---------- Data supplied ----------

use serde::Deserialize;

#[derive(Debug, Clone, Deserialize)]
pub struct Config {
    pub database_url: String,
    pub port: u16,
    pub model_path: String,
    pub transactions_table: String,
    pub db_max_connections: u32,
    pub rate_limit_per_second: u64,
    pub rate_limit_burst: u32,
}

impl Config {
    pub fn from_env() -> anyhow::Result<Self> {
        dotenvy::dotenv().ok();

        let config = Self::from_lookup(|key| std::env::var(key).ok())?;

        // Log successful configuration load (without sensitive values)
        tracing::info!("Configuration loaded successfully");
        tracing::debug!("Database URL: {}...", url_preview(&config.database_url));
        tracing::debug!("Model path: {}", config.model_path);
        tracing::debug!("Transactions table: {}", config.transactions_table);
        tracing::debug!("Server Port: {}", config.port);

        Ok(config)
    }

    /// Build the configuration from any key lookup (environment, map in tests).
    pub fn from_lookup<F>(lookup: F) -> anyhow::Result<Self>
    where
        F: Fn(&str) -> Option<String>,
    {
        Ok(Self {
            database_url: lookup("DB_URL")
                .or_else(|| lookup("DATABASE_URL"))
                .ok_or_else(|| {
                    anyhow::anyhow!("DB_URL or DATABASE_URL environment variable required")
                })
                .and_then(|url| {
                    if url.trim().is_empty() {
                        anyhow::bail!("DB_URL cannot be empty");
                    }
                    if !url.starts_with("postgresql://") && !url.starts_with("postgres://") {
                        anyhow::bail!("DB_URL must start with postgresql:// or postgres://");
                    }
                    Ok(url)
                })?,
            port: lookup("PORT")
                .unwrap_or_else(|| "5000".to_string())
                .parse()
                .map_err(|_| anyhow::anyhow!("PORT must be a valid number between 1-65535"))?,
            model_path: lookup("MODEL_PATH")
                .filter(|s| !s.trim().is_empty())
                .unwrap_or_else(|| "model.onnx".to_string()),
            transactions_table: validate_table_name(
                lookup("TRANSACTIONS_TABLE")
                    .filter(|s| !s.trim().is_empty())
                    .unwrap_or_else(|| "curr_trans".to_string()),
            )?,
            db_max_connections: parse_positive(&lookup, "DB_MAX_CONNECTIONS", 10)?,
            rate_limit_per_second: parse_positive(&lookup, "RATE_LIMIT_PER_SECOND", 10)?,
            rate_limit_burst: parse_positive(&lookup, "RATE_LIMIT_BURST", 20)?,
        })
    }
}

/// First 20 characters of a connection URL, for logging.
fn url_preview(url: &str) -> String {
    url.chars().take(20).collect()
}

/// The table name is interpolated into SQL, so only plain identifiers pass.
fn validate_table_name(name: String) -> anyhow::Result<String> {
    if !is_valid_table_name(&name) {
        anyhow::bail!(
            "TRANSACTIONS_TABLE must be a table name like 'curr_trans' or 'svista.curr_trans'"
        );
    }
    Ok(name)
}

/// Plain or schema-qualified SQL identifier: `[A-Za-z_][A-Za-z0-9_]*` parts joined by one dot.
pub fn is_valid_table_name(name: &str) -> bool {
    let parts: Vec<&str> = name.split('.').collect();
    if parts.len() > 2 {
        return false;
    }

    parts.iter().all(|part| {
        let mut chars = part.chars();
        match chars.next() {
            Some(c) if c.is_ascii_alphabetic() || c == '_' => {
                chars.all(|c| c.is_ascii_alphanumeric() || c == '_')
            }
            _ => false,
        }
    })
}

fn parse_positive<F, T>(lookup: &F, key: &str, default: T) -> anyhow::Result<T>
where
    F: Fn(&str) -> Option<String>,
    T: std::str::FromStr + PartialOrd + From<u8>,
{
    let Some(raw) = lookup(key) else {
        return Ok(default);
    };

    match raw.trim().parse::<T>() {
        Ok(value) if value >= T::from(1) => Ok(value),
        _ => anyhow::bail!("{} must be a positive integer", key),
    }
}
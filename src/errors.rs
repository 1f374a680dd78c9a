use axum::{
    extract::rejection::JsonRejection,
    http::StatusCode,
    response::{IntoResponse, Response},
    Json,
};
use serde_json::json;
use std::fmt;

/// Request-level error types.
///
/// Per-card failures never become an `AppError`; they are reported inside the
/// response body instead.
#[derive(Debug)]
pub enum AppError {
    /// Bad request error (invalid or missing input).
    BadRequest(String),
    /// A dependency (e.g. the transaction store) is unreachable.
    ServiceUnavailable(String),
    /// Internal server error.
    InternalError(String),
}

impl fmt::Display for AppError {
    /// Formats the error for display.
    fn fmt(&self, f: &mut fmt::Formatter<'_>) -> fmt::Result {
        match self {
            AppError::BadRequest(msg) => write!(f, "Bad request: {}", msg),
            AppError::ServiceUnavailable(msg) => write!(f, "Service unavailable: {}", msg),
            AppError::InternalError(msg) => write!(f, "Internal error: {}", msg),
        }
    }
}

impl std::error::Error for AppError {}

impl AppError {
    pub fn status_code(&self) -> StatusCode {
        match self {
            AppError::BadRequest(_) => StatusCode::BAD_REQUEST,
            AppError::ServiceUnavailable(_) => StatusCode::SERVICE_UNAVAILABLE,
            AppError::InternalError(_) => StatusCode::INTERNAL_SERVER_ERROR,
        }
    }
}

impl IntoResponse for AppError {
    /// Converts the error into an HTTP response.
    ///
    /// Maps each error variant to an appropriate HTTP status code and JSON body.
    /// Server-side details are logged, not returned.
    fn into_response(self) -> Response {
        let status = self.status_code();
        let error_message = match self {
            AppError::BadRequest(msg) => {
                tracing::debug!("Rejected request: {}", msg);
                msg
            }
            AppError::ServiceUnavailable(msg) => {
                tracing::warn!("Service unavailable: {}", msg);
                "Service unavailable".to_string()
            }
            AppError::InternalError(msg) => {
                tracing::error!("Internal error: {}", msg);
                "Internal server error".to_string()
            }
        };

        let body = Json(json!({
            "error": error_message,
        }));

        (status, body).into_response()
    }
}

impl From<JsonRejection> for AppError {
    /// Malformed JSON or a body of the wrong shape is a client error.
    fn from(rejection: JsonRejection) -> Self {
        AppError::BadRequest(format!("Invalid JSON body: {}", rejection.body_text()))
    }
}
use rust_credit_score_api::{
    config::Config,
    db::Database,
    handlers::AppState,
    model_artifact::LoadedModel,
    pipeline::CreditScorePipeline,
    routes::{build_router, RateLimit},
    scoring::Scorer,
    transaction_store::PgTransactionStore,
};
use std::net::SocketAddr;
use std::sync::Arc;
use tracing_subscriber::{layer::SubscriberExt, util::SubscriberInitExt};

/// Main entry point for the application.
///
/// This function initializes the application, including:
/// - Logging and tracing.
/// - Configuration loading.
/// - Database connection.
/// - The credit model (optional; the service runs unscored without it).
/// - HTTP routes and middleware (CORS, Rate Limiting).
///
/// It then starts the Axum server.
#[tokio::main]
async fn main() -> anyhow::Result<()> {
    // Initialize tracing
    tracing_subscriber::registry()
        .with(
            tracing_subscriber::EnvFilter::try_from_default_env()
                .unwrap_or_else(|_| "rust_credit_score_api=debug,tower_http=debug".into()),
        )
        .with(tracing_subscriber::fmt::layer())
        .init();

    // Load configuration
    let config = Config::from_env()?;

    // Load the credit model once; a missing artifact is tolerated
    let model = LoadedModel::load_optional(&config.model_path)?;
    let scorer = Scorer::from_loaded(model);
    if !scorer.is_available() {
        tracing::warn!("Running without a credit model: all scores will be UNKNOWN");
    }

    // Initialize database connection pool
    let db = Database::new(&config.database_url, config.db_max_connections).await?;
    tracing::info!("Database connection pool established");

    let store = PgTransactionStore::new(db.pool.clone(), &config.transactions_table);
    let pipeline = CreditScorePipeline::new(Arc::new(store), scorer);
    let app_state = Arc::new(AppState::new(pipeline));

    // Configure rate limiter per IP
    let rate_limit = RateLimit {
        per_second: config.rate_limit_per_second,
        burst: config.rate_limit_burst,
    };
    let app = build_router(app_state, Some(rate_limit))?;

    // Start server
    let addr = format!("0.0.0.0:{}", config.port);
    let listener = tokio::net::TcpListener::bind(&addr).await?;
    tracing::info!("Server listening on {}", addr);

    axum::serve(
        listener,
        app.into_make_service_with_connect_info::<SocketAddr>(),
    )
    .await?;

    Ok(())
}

----------

» **Assigned task**
Copy every line of the data that holds the string "chars".

» **Solution to the problem**
    url.chars().take(20).collect()
        let mut chars = part.chars();
        match chars.next() {
                chars.all(|c| c.is_ascii_alphanumeric() || c == '_')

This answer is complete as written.